A remarkable 99.7 percent of voters voted “no” to accepting rule from the ethnic-Albanian dominated institutions of Pristina, the Kosovan capital, with fewer than 70 ballots in favor. But despite the unequivocal result – reminiscent of a North Korean “election” but almost certainly fair – the vote is extremely unlikely to move this frozen conflict any closer to resolution. The Serbian government, anxious to move closer to the European Union, opposed the vote. This has drawn criticism from the international community (including the EU), which fears it could ramp up tensions in the region.

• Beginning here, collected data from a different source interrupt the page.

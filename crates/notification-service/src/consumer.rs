//! Kafka 消费者
//!
//! 将 Kafka 消息解码为行为事件并交给 ActionDispatcher 处理。
//! 位点自动提交，解码失败或落库失败的消息只记录日志，不重试也不进入死信队列。

use notification_shared::config::KafkaConfig;
use notification_shared::events::ActionEvent;
use notification_shared::kafka::{ConsumerMessage, KafkaConsumer};
use notification_shared::observability::metrics;
use tokio::sync::watch;
use tracing::{error, info, warn};

use crate::error::{NotificationError, Result};
use crate::processor::{ActionDispatcher, DispatchOutcome};
use crate::repository::NotificationRepositoryTrait;

/// 行为事件消费者
pub struct ActionConsumer<R: NotificationRepositoryTrait> {
    consumer: KafkaConsumer,
    dispatcher: ActionDispatcher<R>,
}

impl<R: NotificationRepositoryTrait> ActionConsumer<R> {
    /// 连接 Kafka 并订阅行为事件 topic
    pub fn new(config: &KafkaConfig, dispatcher: ActionDispatcher<R>) -> Result<Self> {
        let consumer = KafkaConsumer::connect(config)?;
        Ok(Self {
            consumer,
            dispatcher,
        })
    }

    /// 启动消费循环，直到收到 shutdown 信号
    pub async fn run(self, shutdown: watch::Receiver<bool>) {
        info!(topic = %self.consumer.topic(), "行为事件消费者已启动");

        let dispatcher = self.dispatcher;

        self.consumer
            .consume(shutdown, |msg| {
                let dispatcher = &dispatcher;
                async move {
                    // 单条消息的失败在此终结，不影响后续消息
                    if let Err(e) = handle_message(dispatcher, &msg).await {
                        error!(
                            error = %e,
                            code = e.error_code(),
                            partition = msg.partition,
                            offset = msg.offset,
                            "处理行为事件失败，消息已丢弃"
                        );
                    }
                }
            })
            .await;

        info!("行为事件消费者已停止");
    }
}

/// 处理单条 Kafka 消息：解码 -> 分发
pub async fn handle_message<R: NotificationRepositoryTrait>(
    dispatcher: &ActionDispatcher<R>,
    msg: &ConsumerMessage,
) -> Result<DispatchOutcome> {
    let event: ActionEvent = msg.decode().map_err(|e| {
        warn!(error = %e, offset = msg.offset, "行为事件解码失败");
        metrics::record_action_event("unknown", "decode_failed");
        NotificationError::Decode(e.to_string())
    })?;

    info!(
        action = %event.action,
        account_id = %event.account_id,
        username = %event.username,
        "收到行为事件"
    );

    let result = dispatcher.dispatch(&event).await;

    let outcome = match &result {
        Ok(DispatchOutcome::Created { .. }) => "created",
        Ok(DispatchOutcome::Ignored) => "skipped",
        Err(_) => "failed",
    };
    metrics::record_action_event(event.action.as_str(), outcome);

    result
}

#[cfg(test)]
mod tests {
    use std::sync::Arc;

    use notification_shared::kafka::topics;

    use super::*;
    use crate::models::UserRecord;
    use crate::repository::MockNotificationRepositoryTrait;

    fn message(payload: &str) -> ConsumerMessage {
        ConsumerMessage::new(topics::NOTIFICATION_ACTIONS, payload.as_bytes().to_vec())
    }

    #[tokio::test]
    async fn test_malformed_payload_is_decode_error() {
        let mut repo = MockNotificationRepositoryTrait::new();
        repo.expect_create_notification().never();
        let dispatcher = ActionDispatcher::new(Arc::new(repo));

        let err = handle_message(&dispatcher, &message("{not json"))
            .await
            .unwrap_err();
        assert!(matches!(err, NotificationError::Decode(_)));
    }

    #[tokio::test]
    async fn test_register_message_is_dispatched() {
        let mut repo = MockNotificationRepositoryTrait::new();
        repo.expect_create_notification()
            .withf(|n| n.account_id == "A1" && n.notification_type == "AccountCreated")
            .times(1)
            .returning(|_| Ok(10));
        let dispatcher = ActionDispatcher::new(Arc::new(repo));

        let outcome = handle_message(
            &dispatcher,
            &message(r#"{"action":"user_register","account_id":"A1","username":"alice","blog_id":""}"#),
        )
        .await
        .unwrap();

        assert!(matches!(outcome, DispatchOutcome::Created { id: 10, .. }));
    }

    #[tokio::test]
    async fn test_follow_message_targets_followed_user() {
        let mut repo = MockNotificationRepositoryTrait::new();
        repo.expect_check_if_username_exist()
            .withf(|username| username == "bob")
            .returning(|_| {
                Ok(UserRecord {
                    id: 2,
                    account_id: "A2".to_string(),
                    username: "bob".to_string(),
                    first_name: None,
                    last_name: None,
                    email: None,
                    email_verification_status: None,
                    user_status: None,
                })
            });
        repo.expect_create_notification()
            .withf(|n| n.account_id == "A2" && n.related_user_account_id.as_deref() == Some("A1"))
            .times(1)
            .returning(|_| Ok(11));
        let dispatcher = ActionDispatcher::new(Arc::new(repo));

        let payload = r#"{
            "action": "user_followed",
            "account_id": "A1",
            "username": "alice",
            "new_username": "bob",
            "notification": "alice has followed you"
        }"#;

        let outcome = handle_message(&dispatcher, &message(payload)).await.unwrap();
        assert!(matches!(outcome, DispatchOutcome::Created { id: 11, .. }));
    }

    #[tokio::test]
    async fn test_unknown_action_is_skipped() {
        let mut repo = MockNotificationRepositoryTrait::new();
        repo.expect_create_notification().never();
        let dispatcher = ActionDispatcher::new(Arc::new(repo));

        let outcome = handle_message(
            &dispatcher,
            &message(r#"{"action":"blog_publish","account_id":"A1","username":"alice"}"#),
        )
        .await
        .unwrap();

        assert_eq!(outcome, DispatchOutcome::Ignored);
    }
}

Kosovo declared independence from Serbia four years ago this month, having been administered by the UN since 1999, when international efforts ended war between the then Yugoslav military and the Albanian insurgents of the Kosovo Liberation Army (KLA). Serbia has refused to recognize Kosovo’s independence, a position backed by Russia, China, and several EU member states. The predominantly Serbian north of Kosovo continues to be ruled de facto from Belgrade, with little influence from Pristina. The poll was held in the four Serbian-controlled provinces, where 40,000 of Kosovo’s 120,000 or so Serbs live.
Belgrade-based political commentator Bratislav Grubacic says the normalization of relations between Belgrade and Pristina is likely to continue, with both governments having too much at stake to escalate diplomatic tensions.
But it is nonetheless indicative of Serbs’ hostility to the prospect of being a minority in an Albanian-dominated independent Kosovo. Opposition to the Pristina government, dominated by former KLA figures and tainted by allegations of criminal activity, is understandable.
Memories of the war and the atrocities committed by both sides are fresh. Last year, local Serbs clashed with NATO troops attempting to establish border posts between northern Kosovo and Serbia. General Erhard Drews, the commander of the alliance’s force in Kosovo, has warned that the referendum could trigger attacks by ethnic Albanians on Serbs, though that prediction has so far proven wide of the mark.
“People in Northern Kosovo feel cheated by the Belgrade authorities, the international community and almost everybody,” Grubacic said. “They wanted to express their political will.”
The vote came at a delicate time - not only close to the fourth anniversary of Kosovo’s “independence,” but also as Belgrade and Pristina are moving to restart negotiations. Restarting talks is a prerequisite for Serbia becoming an official candidate for EU membership: in December, the EU turned down Serbia’s candidacy bid due to the country’s stance on Kosovo.
Furthermore, Serbia is gearing up for an election in which both Kosovo and EU membership will be hot-button issues. The Western-leaning government of President Boris Tadic must therefore steer a path that appeases Brussels while not alienating the substantial body of the Serbian electorate which will not countenance the loss of Kosovo, which is seen as the cradle of the Serb nation.
Tadic’s course is already angering nationalists and Serbs in Kosovo, who suspect that the government has privately decided to sacrifice the province in order to gain EU membership. This suspicion is probably well- grounded.
Kosovo or EU
Serbia is set to return to the negotiating table with Kosovo in the hope that EU candidate status can be confirmed before the spring elections. But Grubacic expects progress to be very slow, given the political realities. He asserts that Belgrade will not formally recognize independence for a long time to come.
Meanwhile, within Serbia, the reality is that corruption and low living standards are more of a concern for most voters. “Most Serbs know that Kosovo is a done deal, but few dare to say it,” Grubacic says.
Resolution for the Serbs of Northern Kosovo, stranded in a diplomatic no-mans land, will be a long time in coming, and the end result is unlikely to be the one they seek.